If we are open to them, we can experience our own mini-transformations daily and witness those of our children.

Denis: I believe that if we live the basic tenets of simple living, unconditional loving, and openness to divine oneness, we have the potential to effect significant changes in our world and in the children we leave behind to inhabit it. Part of being a Quaker means to take risks, to question assumptions, and, to borrow a Star Trek phrase, “to boldly go where no others have gone before.” I imagine George Fox was that kind of risk taker. He felt a deep leading and responded to it with the same enthusiasm and joy that St. Francis did. We are the descendants, both birthright and convinced, of this compulsion to search for the truth. That truth must direct our intimate and communal journey with our children if healthy growth is to occur in our families, our communities, our country, and on our planet. In the words of John Woolman, we are simply invited to “let our lives speak!”
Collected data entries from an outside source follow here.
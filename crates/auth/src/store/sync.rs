//! Cross-context sync decorator
//!
//! Two execution contexts ("tabs") sharing durable storage converge on the
//! same credential without polling: each context wraps its store in a
//! [`SyncStore`] attached to a host-provided [`ChangeBus`]. Local writes
//! and clears are published to the bus; every subscriber — including the
//! writer's own manager — observes the mutation and re-reads the store.
//!
//! Propagation is best-effort and unordered relative to each context's own
//! in-memory state; a context may briefly observe a stale credential until
//! the next notification arrives. That eventual-consistency window is
//! accepted, not a bug.

use std::sync::Arc;

use async_trait::async_trait;
use tokio::sync::broadcast;
use tracing::debug;

use super::{CredentialStore, StoreChange};
use crate::error::StoreError;
use crate::types::StoredRecord;

const BUS_CAPACITY: usize = 16;

/// Host-provided change-notification source
///
/// The core's contract is only "the store may notify of external changes";
/// how a particular host wires contexts together (shared memory, an OS
/// watcher, a window event) is the host's concern. Cloning the bus shares
/// the underlying channel.
#[derive(Debug, Clone)]
pub struct ChangeBus {
    tx: broadcast::Sender<StoreChange>,
}

impl ChangeBus {
    /// Create a new change bus
    #[must_use]
    pub fn new() -> Self {
        let (tx, _) = broadcast::channel(BUS_CAPACITY);
        Self { tx }
    }

    /// Subscribe to storage mutations
    #[must_use]
    pub fn subscribe(&self) -> broadcast::Receiver<StoreChange> {
        self.tx.subscribe()
    }

    /// Publish a mutation to every subscriber
    ///
    /// Delivery is best-effort: with no subscribers the event is dropped.
    pub fn publish(&self, change: StoreChange) {
        let _ = self.tx.send(change);
    }
}

impl Default for ChangeBus {
    fn default() -> Self {
        Self::new()
    }
}

/// Decorator that broadcasts local mutations and exposes external ones
pub struct SyncStore {
    inner: Arc<dyn CredentialStore>,
    bus: ChangeBus,
}

impl SyncStore {
    /// Wrap `inner`, publishing its mutations on `bus`
    #[must_use]
    pub fn new(inner: Arc<dyn CredentialStore>, bus: ChangeBus) -> Self {
        Self { inner, bus }
    }
}

#[async_trait]
impl CredentialStore for SyncStore {
    async fn read(&self) -> Result<Option<StoredRecord>, StoreError> {
        self.inner.read().await
    }

    async fn write(&self, record: &StoredRecord) -> Result<(), StoreError> {
        self.inner.write(record).await?;
        debug!("publishing credential store update");
        self.bus.publish(StoreChange::Updated);
        Ok(())
    }

    async fn clear(&self) -> Result<(), StoreError> {
        self.inner.clear().await?;
        self.bus.publish(StoreChange::Cleared);
        Ok(())
    }

    fn is_available(&self) -> bool {
        self.inner.is_available()
    }

    fn changes(&self) -> Option<broadcast::Receiver<StoreChange>> {
        Some(self.bus.subscribe())
    }

    fn close(&self) {
        self.inner.close();
    }
}
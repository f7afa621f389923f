//! Time source abstraction for testability
//!
//! Credential validity is always judged against an injected clock so the
//! predicates in [`crate::validity`] and the manager's scheduling decisions
//! can be tested deterministically without real time passing.

use std::sync::Arc;
use std::time::Duration;

use chrono::{DateTime, Utc};
use parking_lot::Mutex;

/// Trait for wall-clock time operations
///
/// Production code uses [`SystemClock`]; tests inject [`MockClock`] and
/// advance it manually.
pub trait Clock: Send + Sync {
    /// Get the current wall-clock time (UTC)
    fn now(&self) -> DateTime<Utc>;
}

/// Real system clock implementation
///
/// Use this in production code.
#[derive(Debug, Clone, Copy, Default)]
pub struct SystemClock;

impl Clock for SystemClock {
    fn now(&self) -> DateTime<Utc> {
        Utc::now()
    }
}

/// Mock clock for deterministic testing
///
/// Starts at the current real time and only moves when advanced manually.
/// Clones share the same elapsed time, so a clock handed to a manager can
/// still be advanced from the test body.
///
/// # Examples
///
/// ```
/// use std::time::Duration;
///
/// use quarry_auth::{Clock, MockClock};
///
/// let clock = MockClock::new();
/// let start = clock.now();
/// clock.advance(Duration::from_secs(5));
/// assert_eq!((clock.now() - start).num_seconds(), 5);
/// ```
#[derive(Debug, Clone)]
pub struct MockClock {
    base: DateTime<Utc>,
    elapsed: Arc<Mutex<chrono::Duration>>,
}

impl MockClock {
    /// Create a new mock clock anchored at the current real time
    #[must_use]
    pub fn new() -> Self {
        Self { base: Utc::now(), elapsed: Arc::new(Mutex::new(chrono::Duration::zero())) }
    }

    /// Advance the mock clock by a duration
    pub fn advance(&self, duration: Duration) {
        let delta = chrono::Duration::from_std(duration).unwrap_or_else(|_| chrono::Duration::zero());
        *self.elapsed.lock() += delta;
    }

    /// Set the mock clock to an absolute elapsed time since creation
    pub fn set_elapsed(&self, duration: Duration) {
        let delta = chrono::Duration::from_std(duration).unwrap_or_else(|_| chrono::Duration::zero());
        *self.elapsed.lock() = delta;
    }

    /// Get the simulated elapsed time since creation
    #[must_use]
    pub fn elapsed(&self) -> chrono::Duration {
        *self.elapsed.lock()
    }
}

impl Default for MockClock {
    fn default() -> Self {
        Self::new()
    }
}

impl Clock for MockClock {
    fn now(&self) -> DateTime<Utc> {
        self.base + *self.elapsed.lock()
    }
}

#[cfg(test)]
mod tests {
    //! Unit tests for clock.
    use super::*;

    /// Validates the system clock scenario.
    ///
    /// Assertions:
    /// - Ensures `now2 >= now1` evaluates to true.
    #[test]
    fn test_system_clock() {
        let clock = SystemClock;
        let now1 = clock.now();
        let now2 = clock.now();

        assert!(now2 >= now1);
    }

    /// Validates `MockClock::new` behavior for the advance scenario.
    ///
    /// Assertions:
    /// - Confirms `(after - start).num_seconds()` equals `5`.
    #[test]
    fn test_mock_clock_advance() {
        let clock = MockClock::new();
        let start = clock.now();

        clock.advance(Duration::from_secs(5));
        let after = clock.now();

        assert_eq!((after - start).num_seconds(), 5);
    }

    /// Validates `MockClock::new` behavior for the set elapsed scenario.
    ///
    /// Assertions:
    /// - Confirms `clock.elapsed()` equals ten seconds.
    /// - Confirms `clock.elapsed()` equals twenty seconds after overwrite.
    #[test]
    fn test_mock_clock_set_elapsed() {
        let clock = MockClock::new();

        clock.set_elapsed(Duration::from_secs(10));
        assert_eq!(clock.elapsed(), chrono::Duration::seconds(10));

        clock.set_elapsed(Duration::from_secs(20));
        assert_eq!(clock.elapsed(), chrono::Duration::seconds(20));
    }

    /// Validates `MockClock::new` behavior for the clone scenario.
    ///
    /// Assertions:
    /// - Confirms cloned clocks share the same elapsed time.
    #[test]
    fn test_mock_clock_clone_shares_elapsed() {
        let clock1 = MockClock::new();
        clock1.advance(Duration::from_secs(10));

        let clock2 = clock1.clone();
        assert_eq!(clock2.elapsed(), chrono::Duration::seconds(10));

        clock1.advance(Duration::from_secs(5));
        assert_eq!(clock2.elapsed(), chrono::Duration::seconds(15));
    }
}
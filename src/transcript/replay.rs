//! Transcript replay.
//!
//! Feeds parsed statements to a [`Navigator`]: `cd` moves the cursor,
//! `dir` and file entries create records in the current directory, `$ ls`
//! mutates nothing. Any failure aborts the replay with the 1-based line
//! number; there is no partial-success mode.

use thiserror::Error;
use tracing::debug;

use crate::fs::navigator::Navigator;
use crate::fs::types::VfsError;
use crate::transcript::statement::Statement;

#[derive(Debug, Error, Clone, PartialEq, Eq)]
pub enum ReplayError {
    #[error("line {line}: unrecognized transcript statement '{text}'")]
    MalformedLine { line: usize, text: String },

    #[error("line {line}: {source}")]
    Vfs {
        line: usize,
        #[source]
        source: VfsError,
    },
}

/// Replay a transcript into a fresh navigator. Blank lines are skipped.
pub fn replay<'a, I>(lines: I) -> Result<Navigator, ReplayError>
where
    I: IntoIterator<Item = &'a str>,
{
    let mut navigator = Navigator::new();
    replay_into(&mut navigator, lines)?;
    Ok(navigator)
}

/// Replay a transcript into an existing navigator, continuing from its
/// current cursor position.
pub fn replay_into<'a, I>(navigator: &mut Navigator, lines: I) -> Result<(), ReplayError>
where
    I: IntoIterator<Item = &'a str>,
{
    for (index, text) in lines.into_iter().enumerate() {
        let line = index + 1;
        let trimmed = text.trim();
        if trimmed.is_empty() {
            continue;
        }
        let statement =
            Statement::parse(trimmed).ok_or_else(|| ReplayError::MalformedLine {
                line,
                text: trimmed.to_string(),
            })?;
        apply(navigator, statement).map_err(|source| ReplayError::Vfs { line, source })?;
    }
    Ok(())
}

fn apply(navigator: &mut Navigator, statement: Statement) -> Result<(), VfsError> {
    match statement {
        Statement::ChangeDirectory(target) => {
            navigator.change_directory(Some(&target))?;
        }
        Statement::List => {
            debug!("listing {}", navigator.current_directory());
        }
        Statement::DirectoryEntry(name) => {
            navigator.make_directory(&name)?;
        }
        Statement::FileEntry { name, size } => {
            navigator.touch(&name, size)?;
        }
    }
    Ok(())
}

// ============================================================================
// Tests
// ============================================================================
Judy: We’d like to conclude with two quotations that capture for us our vision for our work with our children. From a letter attributed to Chief Seattle to President Franklin Pierce in 1852:

Will you teach your children what we have taught our children? That the earth is our mother? What befalls the earth befalls all the sons of the earth. This we know: the earth does not belong to man, man belongs to the earth. All things are connected like the blood that unites us all. Man did not weave the web of life. He is merely a strand in it. Whatever he does to the web, he does to himself.

Denis: And a prayer of a Native American child:

O Great Spirit whose voice I hear in the winds and whose breath gives life to all the world, hear me! I am but a child small and weak; I need your strength and wisdom. Make me wise so that I may know the things you have taught my people. Let me learn the lessons you have hidden in every leaf and rock.

Judy and Denis Nicholson Asselin

Judy and Denis Nicholson Asselin are members of Westtown (Pa.) Meeting. Judy teaches at Westtown and Denis at the Shipley School. This article was presented as the 25th Michener Lecture of Southeastern Yearly Meeting in January 1995. Reprinted with permission from Wider Quaker Fellowship and the authors.